═══ Information shown

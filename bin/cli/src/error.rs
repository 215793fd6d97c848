// Copyright (c) reifydb.com 2025
// This file is licensed under the AGPL-3.0-or-later, see license.md file

use thiserror::Error;

/// Everything that can stop the process before the pipeline starts.
///
/// These are the fatal, exit-code-1 conditions; once the runner is sweeping,
/// pipeline failures are logged and retried instead of surfaced here.
#[derive(Debug, Error)]
pub enum SetupError {
	#[error("failed to create directory {path:?}: {reason}")]
	Directory { path: String, reason: String },
	#[error("failed to set up logging: {reason}")]
	Logging { reason: String },
	#[error("failed to read configuration at {path:?}: {reason}")]
	ReadConfig { path: String, reason: String },
	#[error("failed to parse configuration: {reason}")]
	ParseConfig { reason: String },
	#[error("connection {channel:?} has no settings for environment {env:?}")]
	MissingConnection { channel: String, env: String },
	#[error("unsupported host {host:?} for {what}: only \"memory\" connections are built into this binary")]
	UnsupportedHost { host: String, what: String },
	#[error("failed to read the confirmation prompt: {reason}")]
	Prompt { reason: String },
}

══════

** Goal of the exercise **
Repeat exactly the lines that run from the opening of the listing through the line holding "to read configuration". Leave out everything else.

** Solution for this task **
filename bin/cli/src/error.rs
repository 215793fd6d97c848
// Copyright (c) reifydb.com 2025
// This file is licensed under the AGPL-3.0-or-later, see license.md file

use thiserror::Error;

/// Everything that can stop the process before the pipeline starts.
///
/// These are the fatal, exit-code-1 conditions; once the runner is sweeping,
/// pipeline failures are logged and retried instead of surfaced here.
#[derive(Debug, Error)]
pub enum SetupError {
	#[error("failed to create directory {path:?}: {reason}")]
	Directory { path: String, reason: String },
	#[error("failed to set up logging: {reason}")]
	Logging { reason: String },
	#[error("failed to read configuration at {path:?}: {reason}")]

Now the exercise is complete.